** TASK TO CARRY OUT **
An exact copy of all the entries is what is needed here.

** RECORDS FOR PROCESSING **
// marque-core-client/marque-core-client
//
// Copyright: 2025, Marque Maintainers
// License: Mozilla Public License v2.0 (MPL v2.0)

pub use immediate_client_event_dispatcher::ImmediateClientEventDispatcher;

mod immediate_client_event_dispatcher;
// marque-core-client/marque-core-client
//
// Copyright: 2025, Marque Maintainers
// License: Mozilla Public License v2.0 (MPL v2.0)

use crate::domain::bookmarks::models::BookmarkChangeEvent;
use crate::domain::sync::models::TabSignal;

/// An inbound event from one of the long-lived listeners. Every variant is a
/// refresh trigger; none carries enough payload to patch the snapshot.
#[derive(Debug, Clone, PartialEq)]
pub enum StoreEvent {
    /// A row-level change on the live feed.
    Bookmarks(BookmarkChangeEvent),
    /// A signal on the cross-tab channel.
    TabSync(TabSignal),
}
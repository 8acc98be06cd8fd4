// marque-core-client/marque-core-client
//
// Copyright: 2025, Marque Maintainers
// License: Mozilla Public License v2.0 (MPL v2.0)

pub use in_memory_bookmark_store::InMemoryBookmarkStore;
pub use store_config::{StoreConfig, StoreConfigError};

mod in_memory_bookmark_store;
mod store_config;
// marque-core-client/marque-core-integration-tests
//
// Copyright: 2025, Marque Maintainers
// License: Mozilla Public License v2.0 (MPL v2.0)

mod bookmarks_event_handler;
mod bookmarks_service;
mod client;
mod session_service;
mod tab_sync_event_handler;
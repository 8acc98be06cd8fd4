// marque-core-client/marque-core-client
//
// Copyright: 2025, Marque Maintainers
// License: Mozilla Public License v2.0 (MPL v2.0)

pub use tab_sync_service::{TabSignalHandler, TabSyncService};

mod tab_sync_service;

#[cfg(feature = "test")]
pub mod mocks {
    pub use super::tab_sync_service::MockTabSyncService;
}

** REPLY **
// marque-core-client/marque-core-client
//
// Copyright: 2025, Marque Maintainers
// License: Mozilla Public License v2.0 (MPL v2.0)

pub use immediate_client_event_dispatcher::ImmediateClientEventDispatcher;

mod immediate_client_event_dispatcher;
// marque-core-client/marque-core-client
//
// Copyright: 2025, Marque Maintainers
// License: Mozilla Public License v2.0 (MPL v2.0)

use crate::domain::bookmarks::models::BookmarkChangeEvent;
use crate::domain::sync::models::TabSignal;

/// An inbound event from one of the long-lived listeners. Every variant is a
/// refresh trigger; none carries enough payload to patch the snapshot.
#[derive(Debug, Clone, PartialEq)]
pub enum StoreEvent {
    /// A row-level change on the live feed.
    Bookmarks(BookmarkChangeEvent),
    /// A signal on the cross-tab channel.
    TabSync(TabSignal),
}
repository 8acc98be06cd8fd4
// marque-core-client/marque-core-client
//
// Copyright: 2025, Marque Maintainers
// License: Mozilla Public License v2.0 (MPL v2.0)

pub use in_memory_bookmark_store::InMemoryBookmarkStore;
pub use store_config::{StoreConfig, StoreConfigError};

mod in_memory_bookmark_store;
mod store_config;
// marque-core-client/marque-core-integration-tests
//
// Copyright: 2025, Marque Maintainers
// License: Mozilla Public License v2.0 (MPL v2.0)

mod bookmarks_event_handler;
mod bookmarks_service;
mod client;
mod session_service;
mod tab_sync_event_handler;
repository 8acc98be06cd8fd4
// marque-core-client/marque-core-client
//
// Copyright: 2025, Marque Maintainers
// License: Mozilla Public License v2.0 (MPL v2.0)

pub use tab_sync_service::{TabSignalHandler, TabSyncService};

mod tab_sync_service;

#[cfg(feature = "test")]
pub mod mocks {
    pub use super::tab_sync_service::MockTabSyncService;
}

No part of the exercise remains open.